> RECORDS FOR PROCESSING

■ ■ ■ ■ ■ ■ ■

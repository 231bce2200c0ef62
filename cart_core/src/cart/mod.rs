//! The cart controller: state table, context and the operations the outside
//! world drives it with.
//!
//! All methods must be called from a single thread; each returns only after
//! every chained transition it triggered has completed.

mod context;
pub mod state;
mod states;

pub use context::CartContext;
pub use state::StateId;

use std::time::Duration;

use cart_traits::{ActionCode, Lookup, Mood, Song};

use crate::config::SensorMode;
use crate::error::{CartError, Result};
use crate::fsm::{Key, Row, StateMachine, Target};
use crate::hw_error::log_failure;
use crate::ledger::Ledger;
use crate::protocol::{self, Command};

pub struct CartController {
    machine: StateMachine<StateId, CartContext>,
    ctx: CartContext,
}

impl core::fmt::Debug for CartController {
    fn fmt(&self, f: &mut core::fmt::Formatter<'_>) -> core::fmt::Result {
        f.debug_struct("CartController")
            .field("state", &self.machine.current())
            .field("mood", &self.ctx.mood)
            .field("ledger", &self.ctx.ledger)
            .field("following", &self.ctx.fusion.is_running())
            .finish()
    }
}

impl CartController {
    pub(crate) fn from_context(ctx: CartContext) -> Result<Self> {
        let machine = StateMachine::new(states::table(), StateId::Init).map_err(CartError::from)?;
        Ok(Self { machine, ctx })
    }

    /// Enter `Init` and draw the splash screen.
    pub fn start(&mut self) -> Result<()> {
        self.ctx.play(Song::PowerUp);
        self.machine.start(&mut self.ctx).map_err(CartError::from)?;
        Ok(())
    }

    /// Soft key press.
    pub fn dispatch_key(&mut self, key: Key) -> Result<()> {
        self.ctx.play(Song::KeyPress);
        self.machine
            .dispatch_key(key, &mut self.ctx)
            .map_err(CartError::from)?;
        Ok(())
    }

    /// Redraw the current screen.
    pub fn refresh(&mut self) {
        self.machine.render(&mut self.ctx);
    }

    /// One UI tick: run the state loop, then route any pending scan to the
    /// scan screen.
    pub fn tick(&mut self) -> Result<()> {
        self.ctx.poll_scanner();
        self.machine.tick(&mut self.ctx).map_err(CartError::from)?;
        if self.ctx.pending_scan.is_some() && self.machine.current() != StateId::ScanReady {
            self.goto(StateId::ScanReady)?;
        }
        Ok(())
    }

    /// Feed one proximity reading into the fusion windows.
    pub fn sample(&mut self, left: i32, right: i32) {
        self.ctx.fusion.sample(left, right);
        self.ctx.analog = (left, right);
    }

    /// One follow period. Returns the motor command issued, if any.
    pub fn sample_tick(&mut self) -> Option<ActionCode> {
        match self.ctx.mode {
            SensorMode::Sampled => {
                let reading = self.ctx.fusion.step()?;
                log_failure("set_action", self.ctx.motor.set_action(reading.action));
                self.ctx.set_mood(reading.mood);
                Some(reading.action)
            }
            SensorMode::Scripted => {
                let mood = self.ctx.fusion.step_scripted(self.ctx.target_found)?;
                self.ctx.set_mood(mood);
                None
            }
        }
    }

    /// Scripted follow input.
    pub fn set_target_found(&mut self, found: bool) {
        self.ctx.target_found = found;
    }

    /// Queue a scanned barcode; the next tick picks it up.
    pub fn scan(&mut self, code: &str) {
        self.ctx.queue_scan(code);
    }

    /// Complete the in-flight lookup. Unsolicited answers are dropped.
    pub fn deliver_lookup(&mut self, lookup: Lookup) {
        let Some(upc) = self.ctx.fetching.clone() else {
            tracing::debug!(?lookup, "lookup reply with nothing in flight");
            return;
        };
        let lookup = match lookup {
            Lookup::Found(mut item) => {
                if item.upc.is_empty() {
                    item.upc = upc;
                }
                Lookup::Found(item)
            }
            other => other,
        };
        self.ctx.lookup_result = Some(lookup);
    }

    /// Dispatch one protocol line, returning the reply to send back.
    pub fn handle_line(&mut self, line: &str) -> Option<String> {
        let cmd = match line.parse::<Command>() {
            Ok(cmd) => cmd,
            Err(e) => {
                tracing::warn!(error = %e, line = protocol::strip_frame(line), "rejected message");
                return Some(protocol::nak(line));
            }
        };
        tracing::debug!(%cmd, "received");

        match cmd {
            Command::CartStatus { follow } => {
                let next = if follow {
                    StateId::FollowStart
                } else {
                    StateId::FollowStop
                };
                self.goto_logged(next);
                Some(protocol::ack("cart_status"))
            }
            Command::UpcAdd(item) => {
                self.ctx.ledger.add(&item);
                self.refresh_totals();
                Some(protocol::ack("upc_add"))
            }
            Command::UpcDel(item) => {
                self.ctx.ledger.remove(&item);
                self.refresh_totals();
                Some(protocol::ack("upc_del"))
            }
            Command::CustAlert { message } => {
                self.ctx.help_message = Some(message);
                self.goto_logged(StateId::HelpSent);
                Some(protocol::ack("cust_alert"))
            }
            Command::LookupReply(lookup) => {
                self.deliver_lookup(lookup);
                None
            }
            Command::Ack { verb } => {
                if verb == "cust_alert" && self.state() == StateId::HelpSend {
                    self.goto_logged(StateId::HelpSent);
                }
                None
            }
            Command::Nak { message } => {
                tracing::warn!(message = %message, "peer rejected a message");
                if self.state() == StateId::HelpSend {
                    self.goto_logged(StateId::HelpLost);
                }
                None
            }
            Command::UpcLookup { .. } => Some(protocol::nak(line)),
        }
    }

    /// Stop everything and park on the goodbye screen.
    pub fn shutdown(&mut self) {
        self.ctx.fusion.stop();
        log_failure("motor_stop", self.ctx.motor.stop());
        self.ctx.set_led(false);
        self.ctx.play(Song::PowerDown);
        self.goto_logged(StateId::Shutdown);
        tracing::info!(transitions = self.machine.transitions(), "controller shut down");
    }

    #[inline]
    pub fn state(&self) -> StateId {
        self.machine.current()
    }

    #[inline]
    pub fn ledger(&self) -> &Ledger {
        &self.ctx.ledger
    }

    /// Mood last pushed to the alert sink.
    #[inline]
    pub fn mood(&self) -> Option<Mood> {
        self.ctx.mood
    }

    #[inline]
    pub fn is_following(&self) -> bool {
        self.ctx.fusion.is_running()
    }

    #[inline]
    pub fn uplink_enabled(&self) -> bool {
        self.ctx.uplink_enabled
    }

    #[inline]
    pub fn mode(&self) -> SensorMode {
        self.ctx.mode
    }

    pub fn ui_tick(&self) -> Duration {
        self.ctx.ui.tick
    }

    /// Period of one follow step.
    pub fn sample_period(&self) -> Duration {
        self.ctx.fusion.sample_period()
    }

    /// Current text of one row of the current screen.
    pub fn line(&self, row: Row) -> &str {
        self.machine.line(self.machine.current(), row)
    }

    /// Transition by state name. Unknown names leave the state unchanged.
    pub fn goto_named(&mut self, name: &str) -> Result<()> {
        self.machine
            .goto_named(name, &mut self.ctx)
            .map_err(CartError::from)?;
        Ok(())
    }

    fn goto(&mut self, next: StateId) -> Result<()> {
        self.machine
            .goto(Target::State(next), &mut self.ctx)
            .map_err(CartError::from)?;
        Ok(())
    }

    fn goto_logged(&mut self, next: StateId) {
        if let Err(e) = self.goto(next) {
            tracing::error!(error = %e, state = ?next, "transition failed");
        }
    }

    /// Re-enter the follow screen so totals changed from outside show up.
    fn refresh_totals(&mut self) {
        let cur = self.state();
        if matches!(cur, StateId::FollowWeight | StateId::FollowPrice) {
            self.goto_logged(cur);
        }
    }
}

■ ■ ■ ■ ■ ■ ■

> ACTION ITEM
The range runs from the line above containing "to send back." to the line containing "return Some(protocol::nak(line));", inclusive. Restate those lines word for word and no others.

> RESPONSE TO THIS TASK
    /// Dispatch one protocol line, returning the reply to send back.
    pub fn handle_line(&mut self, line: &str) -> Option<String> {
        let cmd = match line.parse::<Command>() {
            Ok(cmd) => cmd,
            Err(e) => {
                tracing::warn!(error = %e, line = protocol::strip_frame(line), "rejected message");
                return Some(protocol::nak(line));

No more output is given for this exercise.